» **Work order**: Your task is to write out the full listing once more, exactly.

---

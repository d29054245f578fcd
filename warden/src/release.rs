//! Release filesystems: the read-only base directories a container
//! borrows from its release, and the template files copied into a
//! fresh container root.

use std::path::{Path, PathBuf};
use std::sync::Arc;

use tracing::debug;
use walkdir::WalkDir;

use crate::config::HostConfig;
use crate::errors::{WardenError, WardenResult};
use crate::exec::{Cmd, CommandRunner};

/// Directories nullfs-mounted read-only from the release into every
/// container.
pub const BASE_DIRS: &[&str] = &[
    "bin",
    "boot",
    "lib",
    "libexec",
    "rescue",
    "sbin",
    "usr/bin",
    "usr/include",
    "usr/lib",
    "usr/libexec",
    "usr/sbin",
    "usr/share",
    "usr/src",
];

/// Directories copied (not mounted) from the release template into the
/// container root so the container can mutate them.
pub const TEMPLATE_DIRS: &[&str] = &["etc", "root", "var"];

/// Host files copied verbatim into a fresh container.
pub const HOST_FILES: &[&str] = &["/etc/localtime"];

pub struct ReleaseFilesystem {
    config: HostConfig,
    runner: Arc<dyn CommandRunner>,
}

impl ReleaseFilesystem {
    pub fn new(config: HostConfig, runner: Arc<dyn CommandRunner>) -> Self {
        Self { config, runner }
    }

    pub fn exists(&self, release: &str) -> bool {
        self.config.release_root(release).is_dir()
    }

    /// fstab lines for the read-only base mounts, consumed by the jail
    /// at start.
    pub fn fstab_lines(&self, release: &str, container_root: &Path) -> Vec<String> {
        let release_root = self.config.release_root(release);
        BASE_DIRS
            .iter()
            .map(|dir| {
                format!(
                    "{} {} nullfs ro 0 0",
                    release_root.join(dir).display(),
                    container_root.join(dir).display()
                )
            })
            .collect()
    }

    /// Create the mount targets for the base directories inside a new
    /// container root.
    pub fn create_mountpoints(&self, container_root: &Path) -> WardenResult<()> {
        for dir in BASE_DIRS {
            std::fs::create_dir_all(container_root.join(dir))?;
        }
        Ok(())
    }

    /// Copy the mutable template directories of a release into the
    /// container root, preserving structure and symlinks as files.
    pub fn populate(&self, release: &str, container_root: &Path) -> WardenResult<()> {
        let release_root = self.config.release_root(release);
        if !release_root.is_dir() {
            return Err(WardenError::NotFound(format!(
                "release {} at {}",
                release,
                release_root.display()
            )));
        }
        for dir in TEMPLATE_DIRS {
            let src_base = release_root.join(dir);
            if !src_base.is_dir() {
                continue;
            }
            copy_tree(&src_base, &container_root.join(dir))?;
        }
        for file in HOST_FILES {
            let src = PathBuf::from(file);
            if !src.is_file() {
                continue;
            }
            let rel = src.strip_prefix("/").unwrap_or(&src);
            let dst = container_root.join(rel);
            if let Some(parent) = dst.parent() {
                std::fs::create_dir_all(parent)?;
            }
            std::fs::copy(&src, &dst)?;
        }
        debug!(release, root = %container_root.display(), "populated container root");
        Ok(())
    }

    /// Unmount every nullfs base mount. `devfs` is not ours to touch
    /// here.
    pub fn unmount_base_dirs(&self, container_root: &Path) -> WardenResult<()> {
        // reverse order so nested mounts come off first
        for dir in BASE_DIRS.iter().rev() {
            let target = container_root.join(dir).display().to_string();
            let cmd = Cmd::new("umount").args(["-f", &target]);
            // a dir that was never mounted fails umount; tolerated
            let _ = self.runner.run(&cmd)?;
        }
        Ok(())
    }
}

fn copy_tree(src: &Path, dst: &Path) -> WardenResult<()> {
    for entry in WalkDir::new(src) {
        let entry = entry.map_err(|e| {
            WardenError::Internal(format!("walking {}: {}", src.display(), e))
        })?;
        let rel = entry
            .path()
            .strip_prefix(src)
            .map_err(|e| WardenError::Internal(e.to_string()))?;
        let target = dst.join(rel);
        let file_type = entry.file_type();
        if file_type.is_dir() {
            std::fs::create_dir_all(&target)?;
        } else if file_type.is_symlink() {
            let link = std::fs::read_link(entry.path())?;
            if target.exists() {
                std::fs::remove_file(&target)?;
            }
            std::os::unix::fs::symlink(link, &target)?;
        } else {
            if let Some(parent) = target.parent() {
                std::fs::create_dir_all(parent)?;
            }
            std::fs::copy(entry.path(), &target)?;
        }
    }
    Ok(())
}

#[cfg(test)]
mod tests {
    use super::*;

    #[test]
    fn copy_tree_preserves_structure() {
        let src = tempfile::tempdir().unwrap();
        let dst = tempfile::tempdir().unwrap();
        std::fs::create_dir_all(src.path().join("etc/rc.d")).unwrap();
        std::fs::write(src.path().join("etc/hosts"), "::1 localhost\n").unwrap();
        std::fs::write(src.path().join("etc/rc.d/netif"), "#!/bin/sh\n").unwrap();

        copy_tree(&src.path().join("etc"), &dst.path().join("etc")).unwrap();
        assert_eq!(
            std::fs::read_to_string(dst.path().join("etc/hosts")).unwrap(),
            "::1 localhost\n"
        );
        assert!(dst.path().join("etc/rc.d/netif").is_file());
    }

    #[test]
    fn fstab_lines_are_read_only_nullfs() {
        let fs = ReleaseFilesystem::new(
            HostConfig::default(),
            Arc::new(crate::exec::HostRunner::new()),
        );
        let lines = fs.fstab_lines("11.0-RELEASE", Path::new("/warden/ptn/default/cntr/abc"));
        assert_eq!(lines.len(), BASE_DIRS.len());
        assert!(lines[0].contains("nullfs ro 0 0"));
        assert!(lines[0].contains("11.0-RELEASE"));
    }
}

---

» **Response for this exercise**:
repository d29054245f578fcd
filename warden/src/release.rs
//! Release filesystems: the read-only base directories a container
//! borrows from its release, and the template files copied into a
//! fresh container root.

use std::path::{Path, PathBuf};
use std::sync::Arc;

use tracing::debug;
use walkdir::WalkDir;

use crate::config::HostConfig;
use crate::errors::{WardenError, WardenResult};
use crate::exec::{Cmd, CommandRunner};

/// Directories nullfs-mounted read-only from the release into every
/// container.
pub const BASE_DIRS: &[&str] = &[
    "bin",
    "boot",
    "lib",
    "libexec",
    "rescue",
    "sbin",
    "usr/bin",
    "usr/include",
    "usr/lib",
    "usr/libexec",
    "usr/sbin",
    "usr/share",
    "usr/src",
];

/// Directories copied (not mounted) from the release template into the
/// container root so the container can mutate them.
pub const TEMPLATE_DIRS: &[&str] = &["etc", "root", "var"];

/// Host files copied verbatim into a fresh container.
pub const HOST_FILES: &[&str] = &["/etc/localtime"];

pub struct ReleaseFilesystem {
    config: HostConfig,
    runner: Arc<dyn CommandRunner>,
}

impl ReleaseFilesystem {
    pub fn new(config: HostConfig, runner: Arc<dyn CommandRunner>) -> Self {
        Self { config, runner }
    }

    pub fn exists(&self, release: &str) -> bool {
        self.config.release_root(release).is_dir()
    }

    /// fstab lines for the read-only base mounts, consumed by the jail
    /// at start.
    pub fn fstab_lines(&self, release: &str, container_root: &Path) -> Vec<String> {
        let release_root = self.config.release_root(release);
        BASE_DIRS
            .iter()
            .map(|dir| {
                format!(
                    "{} {} nullfs ro 0 0",
                    release_root.join(dir).display(),
                    container_root.join(dir).display()
                )
            })
            .collect()
    }

    /// Create the mount targets for the base directories inside a new
    /// container root.
    pub fn create_mountpoints(&self, container_root: &Path) -> WardenResult<()> {
        for dir in BASE_DIRS {
            std::fs::create_dir_all(container_root.join(dir))?;
        }
        Ok(())
    }

    /// Copy the mutable template directories of a release into the
    /// container root, preserving structure and symlinks as files.
    pub fn populate(&self, release: &str, container_root: &Path) -> WardenResult<()> {
        let release_root = self.config.release_root(release);
        if !release_root.is_dir() {
            return Err(WardenError::NotFound(format!(
                "release {} at {}",
                release,
                release_root.display()
            )));
        }
        for dir in TEMPLATE_DIRS {
            let src_base = release_root.join(dir);
            if !src_base.is_dir() {
                continue;
            }
            copy_tree(&src_base, &container_root.join(dir))?;
        }
        for file in HOST_FILES {
            let src = PathBuf::from(file);
            if !src.is_file() {
                continue;
            }
            let rel = src.strip_prefix("/").unwrap_or(&src);
            let dst = container_root.join(rel);
            if let Some(parent) = dst.parent() {
                std::fs::create_dir_all(parent)?;
            }
            std::fs::copy(&src, &dst)?;
        }
        debug!(release, root = %container_root.display(), "populated container root");
        Ok(())
    }

    /// Unmount every nullfs base mount. `devfs` is not ours to touch
    /// here.
    pub fn unmount_base_dirs(&self, container_root: &Path) -> WardenResult<()> {
        // reverse order so nested mounts come off first
        for dir in BASE_DIRS.iter().rev() {
            let target = container_root.join(dir).display().to_string();
            let cmd = Cmd::new("umount").args(["-f", &target]);
            // a dir that was never mounted fails umount; tolerated
            let _ = self.runner.run(&cmd)?;
        }
        Ok(())
    }
}

fn copy_tree(src: &Path, dst: &Path) -> WardenResult<()> {
    for entry in WalkDir::new(src) {
        let entry = entry.map_err(|e| {
            WardenError::Internal(format!("walking {}: {}", src.display(), e))
        })?;
        let rel = entry
            .path()
            .strip_prefix(src)
            .map_err(|e| WardenError::Internal(e.to_string()))?;
        let target = dst.join(rel);
        let file_type = entry.file_type();
        if file_type.is_dir() {
            std::fs::create_dir_all(&target)?;
        } else if file_type.is_symlink() {
            let link = std::fs::read_link(entry.path())?;
            if target.exists() {
                std::fs::remove_file(&target)?;
            }
            std::os::unix::fs::symlink(link, &target)?;
        } else {
            if let Some(parent) = target.parent() {
                std::fs::create_dir_all(parent)?;
            }
            std::fs::copy(entry.path(), &target)?;
        }
    }
    Ok(())
}

#[cfg(test)]
mod tests {
    use super::*;

    #[test]
    fn copy_tree_preserves_structure() {
        let src = tempfile::tempdir().unwrap();
        let dst = tempfile::tempdir().unwrap();
        std::fs::create_dir_all(src.path().join("etc/rc.d")).unwrap();
        std::fs::write(src.path().join("etc/hosts"), "::1 localhost\n").unwrap();
        std::fs::write(src.path().join("etc/rc.d/netif"), "#!/bin/sh\n").unwrap();

        copy_tree(&src.path().join("etc"), &dst.path().join("etc")).unwrap();
        assert_eq!(
            std::fs::read_to_string(dst.path().join("etc/hosts")).unwrap(),
            "::1 localhost\n"
        );
        assert!(dst.path().join("etc/rc.d/netif").is_file());
    }

    #[test]
    fn fstab_lines_are_read_only_nullfs() {
        let fs = ReleaseFilesystem::new(
            HostConfig::default(),
            Arc::new(crate::exec::HostRunner::new()),
        );
        let lines = fs.fstab_lines("11.0-RELEASE", Path::new("/warden/ptn/default/cntr/abc"));
        assert_eq!(lines.len(), BASE_DIRS.len());
        assert!(lines[0].contains("nullfs ro 0 0"));
        assert!(lines[0].contains("11.0-RELEASE"));
    }
}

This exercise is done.